Un’esca per l’assassino di Minette Walters

Minette Walters
Un’esca per l’assassino
Longanesi, 2006

Siobhan Lavenham indaga su un omicidio avvenuto a Sowerbridge. In realtà lei ne farebbe tranquillamente a meno: è una tranquilla madre di famiglia, una giovane irlandese sposata a un imprenditore inglese. Ma proprio a causa delle sue origini si trova coinvolta nel caso che ha suscitato un violento vespaio in paese: la morte di Lavinia Fanshaw e della sua badante Dorothy Jenkins. Per l’omicidio è stato arrestato Patrick O’Riordan, un giovane irlandese che vive a Sowerbridge con la madre e il padre invalidi (ma non del tutto, come borbotta la gente del paese, sospettando che si tratti solo di un’abile truffa ai danni dell’assistenza sociale). La madre di Patrick chiede aiuto a Siobhan, l’unica scevra da pregiudizi, perché la aiuti a tirare Patrick fuori dai guai.

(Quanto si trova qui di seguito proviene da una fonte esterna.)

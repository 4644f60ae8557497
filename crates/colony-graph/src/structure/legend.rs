//! Commodity colors and the legend graph.
//!
//! Route edges are colored by commodity. [`ColorCache`] resolves each
//! commodity through the catalog once, derives its color from the fixed
//! palette, and remembers it in first-seen order. Once all routes are in,
//! the cache turns into the [`LegendGraph`]: one node per commodity, no
//! edges.

use indexmap::IndexMap;
use log::debug;

use colony_graph_core::{
    catalog::Catalog,
    color::Color,
    identifier::TypeId,
    palette::{self, commodity_color},
};

use crate::error::ResolutionError;

/// Renderer shape used for legend entries.
pub const LEGEND_SHAPE: &str = "plaintext";

/// One commodity in the legend.
#[derive(Debug, Clone, PartialEq)]
pub struct LegendNode {
    content_type_id: TypeId,
    label: String,
    uid: u32,
    color: Color,
    font_name: String,
}

impl LegendNode {
    /// Returns the commodity type id, which also identifies the node.
    pub fn content_type_id(&self) -> TypeId {
        self.content_type_id
    }

    /// Returns the commodity name.
    pub fn label(&self) -> &str {
        &self.label
    }

    /// Returns the commodity ordinal the color was derived from.
    pub fn uid(&self) -> u32 {
        self.uid
    }

    /// Returns the font color, the color of this commodity's routes.
    pub fn color(&self) -> Color {
        self.color
    }

    pub fn font_name(&self) -> &str {
        &self.font_name
    }

    pub fn shape(&self) -> &'static str {
        LEGEND_SHAPE
    }
}

/// Commodity colors assigned so far, keyed by content type id.
#[derive(Debug, Default)]
pub(crate) struct ColorCache {
    entries: IndexMap<TypeId, LegendNode>,
}

impl ColorCache {
    /// Returns the color for a commodity, resolving it on first use.
    ///
    /// # Errors
    ///
    /// Returns a [`ResolutionError`] if the catalog does not know the
    /// commodity or reports an ordinal outside the palette range.
    pub(crate) fn color_for(
        &mut self,
        content_type_id: TypeId,
        catalog: &impl Catalog,
        font_name: &str,
    ) -> Result<Color, ResolutionError> {
        if let Some(entry) = self.entries.get(&content_type_id) {
            return Ok(entry.color);
        }

        let commodity =
            catalog
                .commodity(content_type_id)
                .map_err(|source| ResolutionError::Commodity {
                    content_type_id,
                    source,
                })?;

        if !palette::is_valid_uid(commodity.uid()) {
            return Err(ResolutionError::InvalidOrdinal {
                content_type_id,
                uid: commodity.uid(),
            });
        }

        let color = commodity_color(commodity.uid());
        debug!(
            content_type_id,
            commodity = commodity.name(),
            uid = commodity.uid(),
            color = color.to_hex();
            "Assigned commodity color"
        );

        self.entries.insert(
            content_type_id,
            LegendNode {
                content_type_id,
                label: commodity.name().to_string(),
                uid: commodity.uid(),
                color,
                font_name: font_name.to_string(),
            },
        );
        Ok(color)
    }

    pub(crate) fn into_legend(self) -> LegendGraph {
        LegendGraph {
            nodes: self.entries.into_values().collect(),
        }
    }
}

/// Color key for the route graph: one node per commodity, no edges.
///
/// Nodes appear in the order their commodity was first routed.
#[derive(Debug, Clone, Default, PartialEq)]
pub struct LegendGraph {
    nodes: Vec<LegendNode>,
}

impl LegendGraph {
    /// Returns an iterator over the legend nodes.
    pub fn nodes(&self) -> impl Iterator<Item = &LegendNode> {
        self.nodes.iter()
    }

    /// Returns the node for a commodity, if it was routed.
    pub fn node(&self, content_type_id: TypeId) -> Option<&LegendNode> {
        self.nodes
            .iter()
            .find(|node| node.content_type_id == content_type_id)
    }

    pub fn node_count(&self) -> usize {
        self.nodes.len()
    }

    /// Always zero; the legend carries no edges.
    pub fn edge_count(&self) -> usize {
        0
    }

    pub fn is_empty(&self) -> bool {
        self.nodes.is_empty()
    }
}

#[cfg(test)]
mod tests {
    use colony_graph_core::catalog::{CatalogError, LookupKind, StaticCatalog};

    use super::*;

    fn catalog() -> StaticCatalog {
        StaticCatalog::new()
            .with_commodity(2268, "Aqueous Liquids", 1)
            .with_commodity(3645, "Water", 42)
            .with_commodity(9000, "Broken", 84)
    }

    #[test]
    fn test_color_is_cached_per_commodity() {
        let catalog = catalog();
        let mut cache = ColorCache::default();

        let first = cache.color_for(3645, &catalog, "monospace").unwrap();
        let second = cache.color_for(3645, &catalog, "monospace").unwrap();

        assert_eq!(first, second);
        assert_eq!(first, commodity_color(42));
        assert_eq!(cache.into_legend().node_count(), 1);
    }

    #[test]
    fn test_legend_keeps_first_seen_order() {
        let catalog = catalog();
        let mut cache = ColorCache::default();
        cache.color_for(3645, &catalog, "monospace").unwrap();
        cache.color_for(2268, &catalog, "monospace").unwrap();
        cache.color_for(3645, &catalog, "monospace").unwrap();

        let legend = cache.into_legend();
        let labels: Vec<&str> = legend.nodes().map(LegendNode::label).collect();
        assert_eq!(labels, vec!["Water", "Aqueous Liquids"]);
        assert_eq!(legend.edge_count(), 0);

        let water = legend.node(3645).unwrap();
        assert_eq!(water.uid(), 42);
        assert_eq!(water.shape(), "plaintext");
        assert_eq!(water.color(), commodity_color(42));
    }

    #[test]
    fn test_unknown_commodity() {
        let mut cache = ColorCache::default();
        let err = cache.color_for(1, &catalog(), "monospace").unwrap_err();
        assert_eq!(
            err,
            ResolutionError::Commodity {
                content_type_id: 1,
                source: CatalogError::not_found(LookupKind::Commodity, 1),
            }
        );
    }

    #[test]
    fn test_out_of_range_ordinal() {
        let mut cache = ColorCache::default();
        let err = cache.color_for(9000, &catalog(), "monospace").unwrap_err();
        assert_eq!(
            err,
            ResolutionError::InvalidOrdinal {
                content_type_id: 9000,
                uid: 84,
            }
        );
        assert!(cache.into_legend().is_empty());
    }
}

E Siobhan indaga, mettendocela tutta, anche contro le apparenze – solo per scoprire che la verità è completamente diversa da ciò che sembra e che nessuno è senza peccato.

Interessante romanzo breve (o racconto lungo) che esplora la spinosa questione irlandese dal punto di vista della gente “normale”: difficoltà di integrazione, differenze di mentalità e pregiudizi profondamente radicati nella mentalità delle persone comuni.